Sejak awal memasuki gedung bioskop, dan setelah diperingati oleh si mbak-mbak penjual tiket kalau film ini akan berdurasi selayaknya film india, saya sudah sangat siap untuk menyaksikan film ini dengan penuh antisipasi. Saya menyadari bahwa mengadaptasi sebuah karya sastra monumental hasil gubahan penulis legendaris menjadi sebuah suguhan layar lebar tentu bukanlah perkara yang mudah. Terlebih lagi, karya besar itu sudah berumur empatpuluh tahun lamanya dan tentu memiliki basis pembaca setia dengan beragam ekspektasi yang mereka pasang. Namun sikap antisipatif dan kecemasan itu terburai kala selesai menyaksikan film ini. Saya mulai dapat memaklumi mengapa durasi Bumi Manusia memuai panjang hingga tiga jam lamanya. Betapa kompleksnya narasi yang ingin disampaikan oleh si pembuat film dalam rentang waktu tiga jam tersebut. Romantisme kisah cinta Minke-Annalise memang merupakan inti cerita. Akan tetapi, kisah merekalah yang kemudian  menggiring penonton pada begitu banyak problema yg terjadi pada masa itu. Penindasan, diskriminasi bangsa kolonial terhadap pribumi, perbudakan perempuan, dan masalah kemanusiaan lainnya turut pula dituturkan si pembuat film.

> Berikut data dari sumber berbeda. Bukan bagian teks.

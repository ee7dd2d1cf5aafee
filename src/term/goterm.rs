use std::collections::BTreeSet;
use std::fmt::Display;

use crate::term::internal::GoTermInternal;
use crate::term::{GoGroup, GoTermId, IndexPath};
use crate::{GoDag, GoError, GoResult};

/// The `GoTerm` represents a single term of the loaded GO branch
///
/// It is a cheap view into the [`GoDag`] and holds all required
/// information and relationship data.
#[derive(Debug, Clone, Copy)]
pub struct GoTerm<'a> {
    id: &'a GoTermId,
    accession: &'a str,
    name: &'a str,
    parents: &'a GoGroup,
    children: &'a GoGroup,
    index_paths: &'a BTreeSet<IndexPath>,
    depth: Option<usize>,
    dag: &'a GoDag,
}

impl<'a> GoTerm<'a> {
    /// Constructs a new [`GoTerm`]
    ///
    /// # Errors
    ///
    /// If the given [`GoTermId`] does not match an existing term
    /// it returns an Error
    ///
    /// # Examples
    ///
    /// ```
    /// use gopredict::{Branch, GoDag, GoTerm};
    ///
    /// let mut builder = GoDag::builder(Branch::MolecularFunction);
    /// builder.add_term(1u32, "GO:0003674", "molecular_function");
    /// let dag = builder.terms_complete().index().unwrap().build();
    ///
    /// let term = GoTerm::try_new(&dag, 1u32).unwrap();
    /// assert_eq!(term.accession(), "GO:0003674");
    /// assert!(GoTerm::try_new(&dag, 2u32).is_err());
    /// ```
    pub fn try_new<I: Into<GoTermId>>(dag: &'a GoDag, id: I) -> GoResult<GoTerm<'a>> {
        let id = id.into();
        let term = dag.get(id).ok_or(GoError::DoesNotExist(id))?;
        Ok(GoTerm::new(dag, term))
    }

    pub(crate) fn new(dag: &'a GoDag, term: &'a GoTermInternal) -> GoTerm<'a> {
        GoTerm {
            id: term.id(),
            accession: term.accession(),
            name: term.name(),
            parents: term.parents(),
            children: term.children(),
            index_paths: term.index_paths(),
            depth: term.depth(),
            dag,
        }
    }

    /// Returns the [`GoTermId`] of the term
    pub fn id(&self) -> &GoTermId {
        self.id
    }

    /// Returns the accession of the term
    ///
    /// e.g.: `GO:0006512`
    pub fn accession(&self) -> &str {
        self.accession
    }

    /// Returns the name of the term
    ///
    /// e.g.: `ubiquitin cycle`
    pub fn name(&self) -> &str {
        self.name
    }

    /// Returns the depth of the term, the root has depth `0`
    ///
    /// The depth is the shortest distance to the root. Terms that are
    /// not reachable from the root of the branch have no depth.
    pub fn depth(&self) -> Option<usize> {
        self.depth
    }

    /// Returns the [`GoTermId`]s of the direct parents
    pub fn parent_ids(&self) -> &GoGroup {
        self.parents
    }

    /// Returns the [`GoTermId`]s of the direct children
    pub fn children_ids(&self) -> &GoGroup {
        self.children
    }

    /// Returns an iterator of the direct parents of the term
    pub fn parents(&self) -> impl Iterator<Item = GoTerm<'a>> + 'a {
        let dag = self.dag;
        self.parents
            .iter()
            .filter_map(move |id| GoTerm::try_new(dag, id).ok())
    }

    /// Returns an iterator of the direct children of the term
    pub fn children(&self) -> impl Iterator<Item = GoTerm<'a>> + 'a {
        let dag = self.dag;
        self.children
            .iter()
            .filter_map(move |id| GoTerm::try_new(dag, id).ok())
    }

    /// Returns all paths from the branch root to the term
    pub fn index_paths(&self) -> &BTreeSet<IndexPath> {
        self.index_paths
    }

    /// Returns `true` if `self` is a descendant of `other`
    ///
    /// A term is not its own child
    pub fn child_of(&self, other: &GoTerm) -> bool {
        self.id != other.id && self.index_paths.iter().any(|p| p.contains(other.id()))
    }

    /// Returns `true` if `self` is an ancestor of `other`
    pub fn parent_of(&self, other: &GoTerm) -> bool {
        other.child_of(self)
    }
}

impl PartialEq for GoTerm<'_> {
    fn eq(&self, other: &GoTerm) -> bool {
        self.id == other.id
    }
}

impl Eq for GoTerm<'_> {}

impl Display for GoTerm<'_> {
    fn fmt(&self, f: &mut std::fmt::Formatter<'_>) -> std::fmt::Result {
        write!(f, "{} | {}", self.accession, self.name)
    }
}
use std::collections::hash_map::Values;
use std::collections::HashMap;

use crate::term::internal::GoTermInternal;
use crate::term::GoTermId;

#[derive(Default)]
pub(crate) struct Arena {
    terms: HashMap<GoTermId, GoTermInternal>,
}

impl Arena {
    pub fn len(&self) -> usize {
        self.terms.len()
    }

    pub fn insert(&mut self, term: GoTermInternal) {
        self.terms.insert(*term.id(), term);
    }

    pub fn get(&self, id: GoTermId) -> Option<&GoTermInternal> {
        self.terms.get(&id)
    }

    pub fn get_mut(&mut self, id: GoTermId) -> Option<&mut GoTermInternal> {
        self.terms.get_mut(&id)
    }

    pub fn contains(&self, id: GoTermId) -> bool {
        self.terms.contains_key(&id)
    }

    pub fn values(&self) -> Values<'_, GoTermId, GoTermInternal> {
        self.terms.values()
    }
}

Hanung Bramantyo adalah sineas film yang dapat dikatakan cukup beruntung mendapat kesempatan untuk menghidupkan Roman Bumi Manusia ini kedalam media layar lebar, setelah sebelumnya karya sastra ini sempat ditawar oleh sineas luar negeri namun ditolak oleh sang penulis, Pramoedya Ananta Toer.  Rekam jejak Hanung menggarap film berlatar sejarah, kali ini memang bisa dijadikan jaminan. Storytellingnya berjalan lancar lagi ringan. Pergerakan konflik yang dialami Minke, sang tokoh utama pun terasa dinamis. Bumi manusia, roman cinta limaratusan halaman yang cenderung dinilai sebagai bacaan 'berat' itu kemudian bertranformasi sebagai sebuah karya layar lebar yang epik dan mampu mengikat atensi. Meski di paruh terakhir, sedikit terasa keteteran dengan scene-scene kelewat manis antara Minke dan Ann pasca menikah, namun bumi manusia kembali mendapatkan ritmenya di penghujung akhir film.

Penuturan kisah yang indah tidak akan sempurna, jika tidak didukung oleh lakon yang baik oleh jajaran cast yang mumpuni pula. Meski di awal pemilihannya sempat menuai kontroversi dan sempat diragukan, sekali lagi -setelah Dilan 1990 (2018)- Iqbaal menunjukkan  kepada penonton bahwa ia bukan pilihan yang keliru. Kepiawaiannya berakting jelas menunjukkan peningkatan yang signifikan. Meski sedikit terasa canggung di beberapa scene dramatik, Namun Iqbaal tetap mampu mempertontonkan olahperan yang cukup baik. Mawar De Jongh, Ayu Laksmi (memerankan ibunda Minke) beserta pemeran pendukung lainnya juga berhasil menyeimbangkan lakon dengan baik bersama pemeran utama. Selain itu, rahasia kekuatan Bumi Manusia terletak pada kemampuan Sha Inne Febriyanti. Dia lah energi yang meniupkan ruh pada film ini. Seolah-olah ia memanglah Sang Nyai yang tegar dan penuh luka nestapa, yang mampu membuat hati penonton terenyuh dan berempati pada kisahnya. Harus diakui, Sha Inne merupakan salah satu cast film ini dengan lakon yang paling cemerlang.

Akhir kata, mari kita ucapkan terimakasih untuk Hanung Bramantyo beserta Falcon Pictures yang telah berupaya menuturkan kisah ini dengan cukup baik. Juga memanjatkan rasa syukur kepada yang Mahakuasa atas kesempatan untuk mencicipi tuturan kisah indah ini. Ya, betapa beruntungnya kita hari ini, di masa ini, dapat dengan bebas menikmati, dan dengan lebih luwes  mengapresiasi karya ini –bahkan sumber materi aslinya, novel roman Bumi Manusia dan seri  lainnya dalam tetralogi Pulau Buru- tanpa perasaan was-was diciduk dan mendekam di bui seperti era orde baru lalu. 

Selamat Menonton, dan selamat menikmati kerupawanan Iqbaal.